SHRINKAGE BY HORMONES
One day during my freshman year in high school, after P.E. class, a classmate asked me if I thought all baseball players or just those who were breaking home run records used exogenous testosterone and other anabolic steroids. I told him I didn’t know who was juicing and who wasn’t. I shrugged, “I guess you could check the size of their testicles. If they’re small, then they must be using steroids.’’
“Is that how they test for it?’’ He was incredulous.
Even as teenagers, we knew that ball players took steroids to build muscle mass, increase speed and enhance strength. We also heard that the side effects included shrinking of the testicles. We always wondered how small they could shrink. Would they become the size of a pea or raisin? Would they shrink even more if cold water was added into the mix? Neither of us knew why or how this happened.
When athletes or body builders inject anabolic steroids, usually testosterone, their testicles have been shown to shrink because they are no longer required to produce and secrete testosterone into the blood stream. The hypothalamus gland functions to release Gonadotropin-Releasing Hormone (GnRH) to stimulate the pituitary gland to produce and secrete luteinizing hormone (LH). In turn, the pituitary signals the testicles to produce and release testosterone (see Figure 18). If there is already too much testosterone in the blood stream due to the testosterone injection, none of this is needed and the hypothalamus involutes (shrinks). The pituitary receives a negative feedback message to decrease the release of LH, which lessens the stimulation of the testicles. The pituitary gland itself begins to shrink, but we cannot see it because it is located deep at the base of the brain.
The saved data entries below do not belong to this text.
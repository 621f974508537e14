use chrono::{DateTime, Utc};
use sea_orm::{
    ActiveModelTrait, ColumnTrait, ConnectionTrait, EntityTrait, PaginatorTrait, QueryFilter,
};
use tracing::{debug, warn};

use crate::database::entities::{columns, enum_types, relationships, tables};
use crate::errors::{ConflictReason, SchemaError, SchemaResult};
use crate::graph_patch::{EntityChange, EntityRef, GraphPatch};
use crate::graph_types::{
    ColumnRecord, ColumnUpdate, EnumTypeRecord, EnumTypeUpdate, RelationshipRecord,
    RelationshipTypeUpdate, TableRecord, TableUpdate,
};
use crate::services::column_service::apply_column_update;
use crate::services::enum_type_service::{apply_enum_type_update, validate_enum_values};
use crate::services::relationship_service::{
    apply_relationship_type_update, validate_relationship,
};
use crate::services::table_service::apply_table_update;

/// Counts of what a patch changed
#[derive(Debug, Clone, Copy, Default, PartialEq, Eq)]
pub struct ApplySummary {
    pub upserted: usize,
    pub removed: usize,
    /// Field-level changes of existing entities
    pub changed: usize,
    /// Removals of entities that were already gone
    pub skipped: usize,
}

/// Applies graph patches to the live entities of one project
///
/// Removals run first (relationships, columns, tables, enum types), then
/// upserts (tables, enum types, columns, relationships), then field changes in
/// the same entity order. A change to an entity that no longer exists is a
/// `MissingReference` conflict, never a re-insert. Every step is checked
/// against the current state on the caller's connection; the first violation
/// aborts, and the caller's transaction discards the earlier steps.
pub struct GraphPatchApplicator<'a, C> {
    conn: &'a C,
    project_id: &'a str,
    now: DateTime<Utc>,
}

impl<'a, C: ConnectionTrait> GraphPatchApplicator<'a, C> {
    pub fn new(conn: &'a C, project_id: &'a str, now: DateTime<Utc>) -> Self {
        Self {
            conn,
            project_id,
            now,
        }
    }

    pub async fn apply(&self, patch: &GraphPatch) -> SchemaResult<ApplySummary> {
        let mut summary = ApplySummary::default();

        for reference in patch
            .remove
            .iter()
            .filter(|r| matches!(r, EntityRef::Relationship(_)))
        {
            self.count_removal(&mut summary, self.remove_relationship(reference.id()).await?);
        }
        for reference in patch
            .remove
            .iter()
            .filter(|r| matches!(r, EntityRef::Column(_)))
        {
            self.count_removal(&mut summary, self.remove_column(reference.id()).await?);
        }
        for reference in patch
            .remove
            .iter()
            .filter(|r| matches!(r, EntityRef::Table(_)))
        {
            self.count_removal(&mut summary, self.remove_table(reference.id()).await?);
        }
        for reference in patch
            .remove
            .iter()
            .filter(|r| matches!(r, EntityRef::EnumType(_)))
        {
            self.count_removal(&mut summary, self.remove_enum_type(reference.id()).await?);
        }

        for table in &patch.upsert.tables {
            self.upsert_table(table).await?;
            summary.upserted += 1;
        }
        for enum_type in &patch.upsert.enum_types {
            self.upsert_enum_type(enum_type).await?;
            summary.upserted += 1;
        }
        for column in &patch.upsert.columns {
            self.upsert_column(column).await?;
            summary.upserted += 1;
        }
        for relationship in &patch.upsert.relationships {
            self.upsert_relationship(relationship).await?;
            summary.upserted += 1;
        }

        for change in &patch.change.tables {
            self.change_table(change).await?;
            summary.changed += 1;
        }
        for change in &patch.change.enum_types {
            self.change_enum_type(change).await?;
            summary.changed += 1;
        }
        for change in &patch.change.columns {
            self.change_column(change).await?;
            summary.changed += 1;
        }
        for change in &patch.change.relationships {
            self.change_relationship(change).await?;
            summary.changed += 1;
        }

        debug!(
            "Applied patch to project {}: {} upserted, {} changed, {} removed, {} skipped",
            self.project_id, summary.upserted, summary.changed, summary.removed, summary.skipped
        );
        Ok(summary)
    }

    fn count_removal(&self, summary: &mut ApplySummary, removed: bool) {
        if removed {
            summary.removed += 1;
        } else {
            summary.skipped += 1;
        }
    }

    fn ensure_project(&self, entity: &str, id: &str, project_id: &str) -> SchemaResult<()> {
        if project_id != self.project_id {
            return Err(SchemaError::invalid(format!(
                "{} {} belongs to project {}, not {}",
                entity, id, project_id, self.project_id
            )));
        }
        Ok(())
    }

    async fn remove_relationship(&self, id: &str) -> SchemaResult<bool> {
        let Some(relationship) = relationships::Entity::find_by_id(id).one(self.conn).await? else {
            return Ok(false);
        };
        self.ensure_project("relationship", id, &relationship.project_id)?;

        relationships::Entity::delete_by_id(id).exec(self.conn).await?;
        Ok(true)
    }

    async fn remove_column(&self, id: &str) -> SchemaResult<bool> {
        let Some(column) = columns::Entity::find_by_id(id).one(self.conn).await? else {
            return Ok(false);
        };
        let table = tables::Entity::find_by_id(column.table_id.as_str())
            .one(self.conn)
            .await?
            .ok_or_else(|| SchemaError::not_found("table", column.table_id.as_str()))?;
        self.ensure_project("column", id, &table.project_id)?;

        if let Some(reason) = column_reference(self.conn, id).await? {
            warn!("Patch removal of column {} blocked: {}", id, reason);
            return Err(SchemaError::Conflict(reason));
        }

        columns::Entity::delete_by_id(id).exec(self.conn).await?;
        Ok(true)
    }

    async fn remove_table(&self, id: &str) -> SchemaResult<bool> {
        let Some(table) = tables::Entity::find_by_id(id).one(self.conn).await? else {
            return Ok(false);
        };
        self.ensure_project("table", id, &table.project_id)?;

        let remaining_columns = columns::Entity::find()
            .filter(columns::Column::TableId.eq(id))
            .count(self.conn)
            .await?;
        if remaining_columns > 0 {
            return Err(SchemaError::Conflict(ConflictReason::TableHasColumns));
        }

        let junction_uses = relationships::Entity::find()
            .filter(relationships::Column::JunctionTableId.eq(id))
            .count(self.conn)
            .await?;
        if junction_uses > 0 {
            return Err(SchemaError::Conflict(ConflictReason::RelationshipJunction));
        }

        tables::Entity::delete_by_id(id).exec(self.conn).await?;
        Ok(true)
    }

    async fn remove_enum_type(&self, id: &str) -> SchemaResult<bool> {
        let Some(enum_type) = enum_types::Entity::find_by_id(id).one(self.conn).await? else {
            return Ok(false);
        };
        self.ensure_project("enum type", id, &enum_type.project_id)?;

        let uses = columns::Entity::find()
            .filter(columns::Column::EnumTypeId.eq(id))
            .count(self.conn)
            .await?;
        if uses > 0 {
            return Err(SchemaError::Conflict(ConflictReason::EnumInUse));
        }

        enum_types::Entity::delete_by_id(id).exec(self.conn).await?;
        Ok(true)
    }

    async fn upsert_table(&self, table: &TableRecord) -> SchemaResult<()> {
        self.ensure_project("table", &table.id, &table.project_id)?;

        let existing = tables::Entity::find_by_id(table.id.as_str())
            .one(self.conn)
            .await?;
        if let Some(existing) = &existing {
            self.ensure_project("table", &existing.id, &existing.project_id)?;
        }

        let mut active = table.to_active_model();
        active.updated_at = sea_orm::Set(self.now);
        if existing.is_some() {
            active.update(self.conn).await?;
        } else {
            active.insert(self.conn).await?;
        }
        Ok(())
    }

    async fn upsert_enum_type(&self, enum_type: &EnumTypeRecord) -> SchemaResult<()> {
        self.ensure_project("enum type", &enum_type.id, &enum_type.project_id)?;
        validate_enum_values(&enum_type.values)?;

        let existing = enum_types::Entity::find_by_id(enum_type.id.as_str())
            .one(self.conn)
            .await?;
        if let Some(existing) = &existing {
            self.ensure_project("enum type", &existing.id, &existing.project_id)?;
        }

        let clash = enum_types::Entity::find()
            .filter(enum_types::Column::ProjectId.eq(self.project_id))
            .filter(enum_types::Column::Name.eq(enum_type.name.as_str()))
            .filter(enum_types::Column::Id.ne(enum_type.id.as_str()))
            .count(self.conn)
            .await?;
        if clash > 0 {
            return Err(SchemaError::Conflict(ConflictReason::DuplicateEnumName));
        }

        let mut active = enum_type.to_active_model();
        active.updated_at = sea_orm::Set(self.now);
        if existing.is_some() {
            active.update(self.conn).await?;
        } else {
            active.insert(self.conn).await?;
        }
        Ok(())
    }

    async fn upsert_column(&self, column: &ColumnRecord) -> SchemaResult<()> {
        let table = tables::Entity::find_by_id(column.table_id.as_str())
            .one(self.conn)
            .await?
            .ok_or(SchemaError::Conflict(ConflictReason::MissingReference))?;
        self.ensure_project("column", &column.id, &table.project_id)?;

        let existing = columns::Entity::find_by_id(column.id.as_str())
            .one(self.conn)
            .await?;
        if let Some(existing) = &existing {
            if existing.table_id != column.table_id {
                let previous_table = tables::Entity::find_by_id(existing.table_id.as_str())
                    .one(self.conn)
                    .await?
                    .ok_or_else(|| SchemaError::not_found("table", existing.table_id.as_str()))?;
                self.ensure_project("column", &existing.id, &previous_table.project_id)?;
            }
        }

        if let Some(enum_type_id) = &column.enum_type_id {
            let enum_type = enum_types::Entity::find_by_id(enum_type_id.as_str())
                .one(self.conn)
                .await?
                .ok_or(SchemaError::Conflict(ConflictReason::MissingReference))?;
            self.ensure_project("enum type", &enum_type.id, &enum_type.project_id)?;
        }

        let mut active = column.to_active_model();
        active.updated_at = sea_orm::Set(self.now);
        if existing.is_some() {
            active.update(self.conn).await?;
        } else {
            active.insert(self.conn).await?;
        }
        Ok(())
    }

    async fn upsert_relationship(&self, relationship: &RelationshipRecord) -> SchemaResult<()> {
        self.ensure_project("relationship", &relationship.id, &relationship.project_id)?;

        let existing = relationships::Entity::find_by_id(relationship.id.as_str())
            .one(self.conn)
            .await?;
        if let Some(existing) = &existing {
            self.ensure_project("relationship", &existing.id, &existing.project_id)?;
        }

        validate_relationship(self.conn, relationship)
            .await
            .map_err(|err| {
                if err.is_not_found() {
                    SchemaError::Conflict(ConflictReason::MissingReference)
                } else {
                    err
                }
            })?;

        let active = relationship.to_active_model();
        if existing.is_some() {
            active.update(self.conn).await?;
        } else {
            active.insert(self.conn).await?;
        }
        Ok(())
    }

    async fn change_table(&self, change: &EntityChange<TableUpdate>) -> SchemaResult<()> {
        let table = tables::Entity::find_by_id(change.id.as_str())
            .one(self.conn)
            .await?
            .ok_or_else(|| self.gone("table", &change.id))?;
        self.ensure_project("table", &table.id, &table.project_id)?;

        apply_table_update(self.conn, table, &change.fields, self.now).await?;
        Ok(())
    }

    async fn change_enum_type(&self, change: &EntityChange<EnumTypeUpdate>) -> SchemaResult<()> {
        let enum_type = enum_types::Entity::find_by_id(change.id.as_str())
            .one(self.conn)
            .await?
            .ok_or_else(|| self.gone("enum type", &change.id))?;
        self.ensure_project("enum type", &enum_type.id, &enum_type.project_id)?;

        let current = EnumTypeRecord::try_from(enum_type)?;
        apply_enum_type_update(self.conn, &current, &change.fields, self.now).await?;
        Ok(())
    }

    async fn change_column(&self, change: &EntityChange<ColumnUpdate>) -> SchemaResult<()> {
        let column = columns::Entity::find_by_id(change.id.as_str())
            .one(self.conn)
            .await?
            .ok_or_else(|| self.gone("column", &change.id))?;
        let table = tables::Entity::find_by_id(column.table_id.as_str())
            .one(self.conn)
            .await?
            .ok_or_else(|| self.gone("table", &column.table_id))?;
        self.ensure_project("column", &column.id, &table.project_id)?;

        if let Some(Some(enum_type_id)) = &change.fields.enum_type_id {
            let found = enum_types::Entity::find_by_id(enum_type_id.as_str())
                .one(self.conn)
                .await?;
            if found.is_none() {
                return Err(self.gone("enum type", enum_type_id));
            }
        }

        apply_column_update(self.conn, column, &table.project_id, &change.fields, self.now)
            .await?;
        Ok(())
    }

    async fn change_relationship(
        &self,
        change: &EntityChange<RelationshipTypeUpdate>,
    ) -> SchemaResult<()> {
        let relationship = relationships::Entity::find_by_id(change.id.as_str())
            .one(self.conn)
            .await?
            .ok_or_else(|| self.gone("relationship", &change.id))?;
        self.ensure_project("relationship", &relationship.id, &relationship.project_id)?;

        let current = RelationshipRecord::try_from(relationship)?;
        apply_relationship_type_update(self.conn, &current, &change.fields)
            .await
            .map_err(|err| {
                if err.is_not_found() {
                    SchemaError::Conflict(ConflictReason::MissingReference)
                } else {
                    err
                }
            })?;
        Ok(())
    }

    fn gone(&self, entity: &str, id: &str) -> SchemaError {
        warn!("Patch change of {} {} rejected: it no longer exists", entity, id);
        SchemaError::Conflict(ConflictReason::MissingReference)
    }
}

/// Why a column cannot be removed: target references are checked before
/// source references
pub(crate) async fn column_reference<C: ConnectionTrait>(
    conn: &C,
    column_id: &str,
) -> SchemaResult<Option<ConflictReason>> {
    let as_target = relationships::Entity::find()
        .filter(relationships::Column::TargetColumnId.eq(column_id))
        .count(conn)
        .await?;
    if as_target > 0 {
        return Ok(Some(ConflictReason::RelationshipTarget));
    }

    let as_source = relationships::Entity::find()
        .filter(relationships::Column::SourceColumnId.eq(column_id))
        .count(conn)
        .await?;
    if as_source > 0 {
        return Ok(Some(ConflictReason::RelationshipSource));
    }

    Ok(None)
}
All hormone replacement therapy — whether synthetic, bio-identical, or xeno (foreign) in origin — prevents a person’s own glands from regenerating to a point where they can produce hormones when the body needs them. Most medical doctors and non-holistic health care practitioners who prescribe exogenous (from outside of the body) hormones almost always overdose the patient, which leads to the suppression and subsequent weakening of their endocrine glands.
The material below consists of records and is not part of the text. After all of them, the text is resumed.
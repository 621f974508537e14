//! Database error categorization
//!
//! Classifies `sea_orm::DbErr` values so callers can decide whether a failed
//! unit of work is worth retrying or must be reported as a store failure.
//!
//! # Examples
//!
//! ```
//! use schemacanvas::common::db_errors::DbErrorKind;
//! use sea_orm::DbErr;
//!
//! let err = DbErr::RecordNotFound("column".to_string());
//! assert_eq!(DbErrorKind::from_db_err(&err), DbErrorKind::NotFound);
//! assert!(!DbErrorKind::NotFound.is_retryable());
//! ```

use sea_orm::DbErr;

/// Categories of database errors
#[derive(Debug, Clone, Copy, PartialEq, Eq)]
pub enum DbErrorKind {
    /// Record not found (query returned no results)
    NotFound,

    /// Unique constraint violation
    UniqueViolation,

    /// Foreign key constraint violation
    ForeignKeyViolation,

    /// Database locked by a concurrent writer, or a lock upgrade deadlock
    Busy,

    /// Database connection error
    ConnectionError,

    /// Query or pool acquire timeout
    Timeout,

    /// Unknown/other database error
    Unknown,
}

impl DbErrorKind {
    /// Categorize a sea_orm database error
    pub fn from_db_err(err: &DbErr) -> Self {
        match err {
            DbErr::RecordNotFound(_) => Self::NotFound,
            DbErr::ConnectionAcquire(_) => Self::Timeout,
            DbErr::Conn(_) => Self::from_message(&err.to_string()).or(Self::ConnectionError),
            DbErr::Exec(_) | DbErr::Query(_) => Self::from_message(&err.to_string()),
            _ => Self::Unknown,
        }
    }

    fn from_message(message: &str) -> Self {
        let msg_lower = message.to_lowercase();
        if msg_lower.contains("unique") || msg_lower.contains("duplicate") {
            Self::UniqueViolation
        } else if msg_lower.contains("foreign key") {
            Self::ForeignKeyViolation
        } else if msg_lower.contains("locked")
            || msg_lower.contains("busy")
            || msg_lower.contains("deadlock")
        {
            Self::Busy
        } else if msg_lower.contains("timeout") || msg_lower.contains("timed out") {
            Self::Timeout
        } else {
            Self::Unknown
        }
    }

    fn or(self, fallback: Self) -> Self {
        if self == Self::Unknown {
            fallback
        } else {
            self
        }
    }

    /// Short label used in logs and error messages
    pub fn as_str(&self) -> &'static str {
        match self {
            Self::NotFound => "not-found",
            Self::UniqueViolation => "unique-violation",
            Self::ForeignKeyViolation => "foreign-key-violation",
            Self::Busy => "busy",
            Self::ConnectionError => "connection",
            Self::Timeout => "timeout",
            Self::Unknown => "unknown",
        }
    }

    /// Transient failures that might succeed when the unit of work is re-run
    pub fn is_retryable(&self) -> bool {
        matches!(self, Self::Busy | Self::ConnectionError | Self::Timeout)
    }
}
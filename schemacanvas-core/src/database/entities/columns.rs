use sea_orm::entity::prelude::*;
use serde::{Deserialize, Serialize};

/// A field of a modeled table
///
/// `order` is dense (0..N-1) within a table once the table has been
/// reordered; creation accepts whatever the caller supplies.
#[derive(Clone, Debug, PartialEq, DeriveEntityModel, Serialize, Deserialize)]
#[sea_orm(table_name = "columns")]
pub struct Model {
    #[sea_orm(primary_key, auto_increment = false)]
    pub id: String,
    pub table_id: String,
    pub name: String,
    pub data_type: String,
    pub type_category: String, // boolean, array, numeric, text, datetime, json, uuid, enum, other
    pub is_primary_key: bool,
    pub is_nullable: bool,
    pub is_unique: bool,
    pub default_value: Option<String>,
    pub array_base_type: Option<String>,
    pub enum_type_id: Option<String>,
    pub order: i32,
    pub created_at: ChronoDateTimeUtc,
    pub updated_at: ChronoDateTimeUtc,
}

#[derive(Copy, Clone, Debug, EnumIter, DeriveRelation)]
pub enum Relation {
    #[sea_orm(
        belongs_to = "super::tables::Entity",
        from = "Column::TableId",
        to = "super::tables::Column::Id"
    )]
    Tables,
    #[sea_orm(
        belongs_to = "super::enum_types::Entity",
        from = "Column::EnumTypeId",
        to = "super::enum_types::Column::Id"
    )]
    EnumTypes,
}

impl Related<super::tables::Entity> for Entity {
    fn to() -> RelationDef {
        Relation::Tables.def()
    }
}

impl Related<super::enum_types::Entity> for Entity {
    fn to() -> RelationDef {
        Relation::EnumTypes.def()
    }
}

impl ActiveModelBehavior for ActiveModel {}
The reaction of involution also occurs in people who are prescribed thyroid hormones like Synthroid which contains the synthetic version of the thyroid hormone, thyroxine (also known as T4). Allopathic medical doctors dose patients on Synthroid to the point that pituitary gland suppression occurs. One function, among many, of the pituitary gland is to regulate thirst and dryness of the mouth, so many patients who are overdosed on pituitary suppressing medications may develop thirst irregularities and other pituitary gland health challenges. Synthroid also prevents the thyroid from regenerating, because the thyroid gland is no longer required to produce endogenous (of the body) thyroxine (T4) hormone, just as exogenous testosterone causes the testicles to stop hormone production and shrink.